Stored data entries
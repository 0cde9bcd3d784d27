// ==========================================
// 劳动时间经济核算系统 - 支付
// ==========================================
// 生产资料: 企业 p/r 账户 → 计划方 prd 账户
// 消费品:   成员账户 → 计划方 prd 账户
// 发出额按合作价，收到额按个体价；购买记录按合作价
// ==========================================

use crate::config::ConfigManager;
use crate::domain::account::{plan_purpose, Transaction};
use crate::domain::plan::Plan;
use crate::domain::purchase::Purchase;
use crate::domain::types::PurposeOfPurchase;
use crate::engine::datetime::DatetimeService;
use crate::engine::error::EngineError;
use crate::engine::price_calculator::PriceCalculator;
use crate::engine::repositories::LedgerRepositories;
use crate::repository::error::RepositoryError;
use crate::repository::account_repo::account_balance;
use crate::repository::purchase_repo::insert_purchase;
use crate::repository::transaction_repo::insert_transaction;
use crate::repository::plan_repo::PlanQuery;
use crate::repository::NewTransaction;
use chrono::NaiveDateTime;
use rust_decimal::Decimal;
use serde::Serialize;
use std::collections::HashMap;
use std::sync::Arc;
use thiserror::Error;
use tracing::{info, warn};
use uuid::Uuid;

#[derive(Error, Debug)]
pub enum PaymentError {
    #[error("计划不存在: {0}")]
    PlanNotFound(Uuid),

    #[error("计划未激活: {0}")]
    PlanInactive(Uuid),

    #[error("公共服务计划不能购买")]
    PlanIsPublicService,

    #[error("企业不能购买自己的产品")]
    BuyerIsPlanner,

    #[error("生产资料购买的用途无效: {0}")]
    InvalidPurpose(PurposeOfPurchase),

    #[error("购买方不是企业: {0}")]
    BuyerIsNotCompany(Uuid),

    #[error("购买方不是成员: {0}")]
    BuyerIsNotMember(Uuid),

    #[error("购买数量必须为正: {0}")]
    NonPositiveAmount(i64),

    #[error("余额不足: 余额 {balance}, 需支付 {required}")]
    InsufficientBalance { balance: Decimal, required: Decimal },

    #[error(transparent)]
    Engine(#[from] EngineError),

    #[error(transparent)]
    Repository(#[from] RepositoryError),
}

/// 计划存在、已激活、非公共服务
fn purchasable_plan(repos: &LedgerRepositories, plan_id: &Uuid) -> Result<Plan, PaymentError> {
    let plan = repos
        .plan_repo
        .get_plan(plan_id)?
        .ok_or(PaymentError::PlanNotFound(*plan_id))?;
    if !plan.is_active {
        return Err(PaymentError::PlanInactive(plan.id));
    }
    if plan.is_public_service {
        return Err(PaymentError::PlanIsPublicService);
    }
    Ok(plan)
}

/// 一次支付的价格
struct Pricing {
    cooperative_price: Decimal,
    amount_sent: Decimal,
    amount_received: Decimal,
}

impl Pricing {
    fn of(prices: &PriceCalculator, plan: &Plan, amount: i64) -> Result<Self, PaymentError> {
        let cooperative_price = prices.calculate_cooperative_price(plan)?;
        let individual_price = PriceCalculator::calculate_individual_price(plan)?;
        let n = Decimal::from(amount);
        Ok(Self {
            cooperative_price,
            amount_sent: n * cooperative_price,
            amount_received: n * individual_price,
        })
    }
}

// ==========================================
// PayMeansOfProduction
// ==========================================
pub struct PayMeansOfProduction {
    repos: LedgerRepositories,
    prices: PriceCalculator,
    datetime: Arc<dyn DatetimeService>,
}

impl PayMeansOfProduction {
    pub fn new(repos: LedgerRepositories, datetime: Arc<dyn DatetimeService>) -> Self {
        let prices = PriceCalculator::new(repos.plan_repo.clone(), datetime.clone());
        Self {
            repos,
            prices,
            datetime,
        }
    }

    /// 返回交易 id
    pub fn execute(
        &self,
        buyer: Uuid,
        plan_id: Uuid,
        amount: i64,
        purpose: PurposeOfPurchase,
    ) -> Result<Uuid, PaymentError> {
        let plan = purchasable_plan(&self.repos, &plan_id)?;
        if plan.planner == buyer {
            return Err(PaymentError::BuyerIsPlanner);
        }
        if !purpose.is_productive() {
            return Err(PaymentError::InvalidPurpose(purpose));
        }
        let buyer_company = self
            .repos
            .company_repo
            .find_by_id(&buyer)?
            .ok_or(PaymentError::BuyerIsNotCompany(buyer))?;
        if amount <= 0 {
            return Err(PaymentError::NonPositiveAmount(amount));
        }
        let planner = self
            .repos
            .company_repo
            .find_by_id(&plan.planner)?
            .ok_or(EngineError::PlannerNotFound(plan.id))?;

        let pricing = Pricing::of(&self.prices, &plan, amount)?;
        let sending_account = match purpose {
            PurposeOfPurchase::MeansOfProduction => buyer_company.means_account,
            _ => buyer_company.raw_material_account,
        };
        let now = self.datetime.now();

        let purpose_text = plan_purpose(&plan.id);
        let tx = self.repos.in_transaction(|conn| -> Result<Transaction, PaymentError> {
            insert_purchase(
                conn,
                &Purchase {
                    id: Uuid::new_v4(),
                    purchase_date: now,
                    plan: plan.id,
                    buyer,
                    is_buyer_a_member: false,
                    price_per_unit: pricing.cooperative_price,
                    amount,
                    purpose,
                },
            )?;
            let tx = insert_transaction(
                conn,
                NewTransaction {
                    date: now,
                    sending_account,
                    receiving_account: planner.product_account,
                    amount_sent: pricing.amount_sent,
                    amount_received: pricing.amount_received,
                    purpose: &purpose_text,
                    plan_id: Some(plan.id),
                },
            )?;
            Ok(tx)
        })?;
        info!(
            plan_id = %plan.id,
            buyer = %buyer,
            amount,
            sent = %pricing.amount_sent,
            "生产资料已支付"
        );
        Ok(tx.id)
    }
}

// ==========================================
// PayConsumerProduct
// ==========================================
pub struct PayConsumerProduct {
    repos: LedgerRepositories,
    prices: PriceCalculator,
    config: Arc<ConfigManager>,
    datetime: Arc<dyn DatetimeService>,
}

impl PayConsumerProduct {
    pub fn new(
        repos: LedgerRepositories,
        config: Arc<ConfigManager>,
        datetime: Arc<dyn DatetimeService>,
    ) -> Self {
        let prices = PriceCalculator::new(repos.plan_repo.clone(), datetime.clone());
        Self {
            repos,
            prices,
            config,
            datetime,
        }
    }

    /// 返回交易 id
    pub fn execute(&self, buyer: Uuid, plan_id: Uuid, amount: i64) -> Result<Uuid, PaymentError> {
        let plan = purchasable_plan(&self.repos, &plan_id)?;
        let member = self
            .repos
            .member_repo
            .find_by_id(&buyer)?
            .ok_or(PaymentError::BuyerIsNotMember(buyer))?;
        if amount <= 0 {
            return Err(PaymentError::NonPositiveAmount(amount));
        }
        let planner = self
            .repos
            .company_repo
            .find_by_id(&plan.planner)?
            .ok_or(EngineError::PlannerNotFound(plan.id))?;

        let pricing = Pricing::of(&self.prices, &plan, amount)?;
        let allow_negative = self.config.get_allow_negative_member_balance()?;
        let now = self.datetime.now();
        let purpose_text = plan_purpose(&plan.id);

        // 余额检查与扣款在同一事务内，同一成员的并发支付不会透支
        let tx = self.repos.in_transaction(|conn| -> Result<Transaction, PaymentError> {
            if !allow_negative {
                let balance = account_balance(conn, &member.account)?;
                if balance < pricing.amount_sent {
                    warn!(member_id = %member.id, balance = %balance, required = %pricing.amount_sent, "余额不足，拒绝支付");
                    return Err(PaymentError::InsufficientBalance {
                        balance,
                        required: pricing.amount_sent,
                    });
                }
            }
            insert_purchase(
                conn,
                &Purchase {
                    id: Uuid::new_v4(),
                    purchase_date: now,
                    plan: plan.id,
                    buyer,
                    is_buyer_a_member: true,
                    price_per_unit: pricing.cooperative_price,
                    amount,
                    purpose: PurposeOfPurchase::Consumption,
                },
            )?;
            let tx = insert_transaction(
                conn,
                NewTransaction {
                    date: now,
                    sending_account: member.account,
                    receiving_account: planner.product_account,
                    amount_sent: pricing.amount_sent,
                    amount_received: pricing.amount_received,
                    purpose: &purpose_text,
                    plan_id: Some(plan.id),
                },
            )?;
            Ok(tx)
        })?;
        info!(plan_id = %plan.id, member_id = %member.id, amount, "消费品已支付");
        Ok(tx.id)
    }
}

// ==========================================
// QueryPurchases
// ==========================================
#[derive(Debug, Clone, PartialEq, Serialize)]
pub struct PurchaseInfo {
    pub purchase_date: NaiveDateTime,
    pub plan_id: Uuid,
    pub product_name: String,
    pub product_description: String,
    pub purpose: PurposeOfPurchase,
    pub price_per_unit: Decimal,
    pub amount: i64,
    pub price_total: Decimal,
}

pub struct QueryPurchases {
    repos: LedgerRepositories,
}

impl QueryPurchases {
    pub fn new(repos: LedgerRepositories) -> Self {
        Self { repos }
    }

    /// 新到旧
    pub fn execute(&self, user: Uuid) -> Result<Vec<PurchaseInfo>, PaymentError> {
        let purchases = self.repos.purchase_repo.find_by_buyer(&user)?;
        let mut plan_ids: Vec<Uuid> = purchases.iter().map(|p| p.plan).collect();
        plan_ids.sort();
        plan_ids.dedup();
        let plans: HashMap<Uuid, Plan> = self
            .repos
            .plan_repo
            .query_plans(&PlanQuery::new().with_ids(&plan_ids))?
            .into_iter()
            .map(|plan| (plan.id, plan))
            .collect();

        let mut infos = Vec::with_capacity(purchases.len());
        for purchase in purchases {
            let plan = plans
                .get(&purchase.plan)
                .ok_or(PaymentError::PlanNotFound(purchase.plan))?;
            infos.push(PurchaseInfo {
                price_total: purchase.price_total(),
                purchase_date: purchase.purchase_date,
                plan_id: plan.id,
                product_name: plan.product_name.clone(),
                product_description: plan.description.clone(),
                purpose: purchase.purpose,
                price_per_unit: purchase.price_per_unit,
                amount: purchase.amount,
            });
        }
        Ok(infos)
    }
}
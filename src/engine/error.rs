// ==========================================
// 劳动时间经济核算系统 - 引擎层错误类型
// ==========================================

use crate::repository::error::RepositoryError;
use thiserror::Error;
use uuid::Uuid;

#[derive(Error, Debug)]
pub enum EngineError {
    #[error("计划不存在: {0}")]
    PlanNotFound(Uuid),

    #[error("计划 {plan_id} 的产量非正: {amount}")]
    NonPositiveAmount { plan_id: Uuid, amount: i64 },

    #[error("计划 {0} 的计划方不存在")]
    PlannerNotFound(Uuid),

    #[error(transparent)]
    Repository(#[from] RepositoryError),
}

pub type EngineResult<T> = Result<T, EngineError>;
// ==========================================
// 劳动时间经济核算系统 - 生产计划数据仓储
// ==========================================
// 红线: Repository 不含业务逻辑
// ==========================================
// core:       写入与单条读取
// query:      PlanQuery 过滤构建器
// aggregates: 活跃计划汇总
// ==========================================

mod aggregates;
mod core;
mod query;


pub use self::aggregates::PlanAggregates;
pub use self::core::PlanRepository;
pub(crate) use self::core::{
    claim_payout, insert_plan_from_draft, mark_expired, read_payout_count, write_active_days,
    write_activation, write_approval,
};
pub use self::query::{PlanOrdering, PlanQuery};
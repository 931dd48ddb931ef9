//! Data handed to a unit alongside the façade.
//!
//! The payload is assembled from an optional parameter file; file metadata comes from an optional info file.
//! Both files are JSON and are read once, before the run starts.

use std::collections::HashMap;
use std::fs;
use std::path::{Path, PathBuf};

use harness_core::defaults::{self, user};
use serde::de::DeserializeOwned;
use serde::{Deserialize, Serialize};
use serde_json::{Map, Value};

use crate::error::{HarnessError, HarnessResult};

/// Parameter file looked up in the working directory when `--params` is not given.
pub const DEFAULT_PARAMS_FILE: &str = "parameters.json";

/// Identity of the user a unit runs on behalf of.
///
/// Passed through as given: known fields missing from the parameter file are empty, and unknown keys are kept in
/// `extra`.
#[derive(Debug, Clone, PartialEq, Serialize, Deserialize)]
pub struct UserData {
    #[serde(default)]
    pub first_name: String,
    #[serde(default)]
    pub last_name: String,
    #[serde(default)]
    pub user_id: String,
    #[serde(default)]
    pub locale: String,
    #[serde(flatten)]
    pub extra: Map<String, Value>,
}

impl Default for UserData {
    fn default() -> Self {
        Self {
            first_name: user::FIRST_NAME.to_string(),
            last_name: user::LAST_NAME.to_string(),
            user_id: user::USER_ID.to_string(),
            locale: user::LOCALE.to_string(),
            extra: Map::new(),
        }
    }
}

/// Data passed verbatim to the unit's entry point.
#[derive(Debug, Clone, Default, PartialEq, Serialize, Deserialize)]
pub struct Payload {
    #[serde(default)]
    pub integrations: Value,
    #[serde(default)]
    pub parameters: Value,
    #[serde(default)]
    pub user_data: UserData,
    #[serde(default, rename = "flightprocessing", skip_serializing_if = "Option::is_none")]
    pub flight_processing: Option<Value>,
}

impl Payload {
    /// Parse a parameter document. A missing or `null` `user_data` falls back to the placeholder identity.
    pub fn from_json(value: Value) -> Result<Self, serde_json::Error> {
        #[derive(Deserialize)]
        struct Raw {
            #[serde(default)]
            integrations: Value,
            #[serde(default)]
            parameters: Value,
            #[serde(default)]
            user_data: Option<UserData>,
            #[serde(default)]
            flightprocessing: Option<Value>,
        }

        let raw: Raw = serde_json::from_value(value)?;
        Ok(Self {
            integrations: raw.integrations,
            parameters: raw.parameters,
            user_data: raw.user_data.unwrap_or_default(),
            flight_processing: raw.flightprocessing,
        })
    }
}

/// Descriptive metadata for one input file.
#[derive(Debug, Clone, Default, PartialEq, Eq, Serialize, Deserialize)]
pub struct FileInfo {
    #[serde(default)]
    pub file_type: Option<i64>,
    #[serde(default)]
    pub file_tags: Option<Vec<String>>,
}

/// Read-only metadata keyed by file name.
#[derive(Debug, Clone, Default, PartialEq, Eq, Serialize, Deserialize)]
#[serde(transparent)]
pub struct FileInfoMap(HashMap<String, FileInfo>);

impl FileInfoMap {
    pub fn new(entries: HashMap<String, FileInfo>) -> Self {
        Self(entries)
    }

    pub fn get(&self, file_name: &str) -> Option<&FileInfo> {
        self.0.get(file_name)
    }

    /// Type code for `file_name`, or the default when the map has none.
    pub fn file_type(&self, file_name: &str) -> i64 {
        self.get(file_name)
            .and_then(|info| info.file_type)
            .unwrap_or(defaults::DEFAULT_FILE_TYPE)
    }

    /// Tags for `file_name`, or the placeholder set when the map has none.
    pub fn file_tags(&self, file_name: &str) -> Vec<String> {
        self.get(file_name)
            .and_then(|info| info.file_tags.clone())
            .unwrap_or_else(|| defaults::DEFAULT_FILE_TAGS.iter().map(|t| t.to_string()).collect())
    }

    pub fn len(&self) -> usize {
        self.0.len()
    }

    pub fn is_empty(&self) -> bool {
        self.0.is_empty()
    }
}

/// Load the payload.
///
/// An explicit `params` path must exist. Without one, `parameters.json` in `cwd` is used when present, and the
/// placeholder payload otherwise.
pub fn load_payload(params: Option<&Path>, cwd: &Path) -> HarnessResult<Payload> {
    let path = match params {
        Some(path) => {
            require_file(path)?;
            path.to_path_buf()
        }
        None => {
            let fallback = cwd.join(DEFAULT_PARAMS_FILE);
            if !fallback.is_file() {
                tracing::debug!(path = %fallback.display(), "no parameter file; using placeholder payload");
                return Ok(Payload::default());
            }
            fallback
        }
    };

    let value: Value = read_json(&path)?;
    Payload::from_json(value).map_err(|source| HarnessError::InvalidParameters { path, source })
}

/// Load the file info map from `--info`, or an empty map when none was given.
pub fn load_file_info(info: Option<&Path>) -> HarnessResult<FileInfoMap> {
    match info {
        Some(path) => {
            require_file(path)?;
            read_json(path)
        }
        None => Ok(FileInfoMap::default()),
    }
}

fn require_file(path: &Path) -> HarnessResult<()> {
    if path.exists() {
        Ok(())
    } else {
        Err(HarnessError::MissingFile {
            path: path.to_path_buf(),
        })
    }
}

fn read_json<T: DeserializeOwned>(path: &Path) -> HarnessResult<T> {
    let text = fs::read_to_string(path).map_err(|e| HarnessError::io(format!("reading {}", path.display()), e))?;
    serde_json::from_str(&text).map_err(|source| HarnessError::InvalidJson {
        path: PathBuf::from(path),
        source,
    })
}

## How to complete this task
Print the records above verbatim from their first line to the line containing "use crate::config::ConfigManager;", both included, and stop there.

## Written response
repository 0cde9bcd3d784d27
// ==========================================
// 劳动时间经济核算系统 - 支付
// ==========================================
// 生产资料: 企业 p/r 账户 → 计划方 prd 账户
// 消费品:   成员账户 → 计划方 prd 账户
// 发出额按合作价，收到额按个体价；购买记录按合作价
// ==========================================

use crate::config::ConfigManager;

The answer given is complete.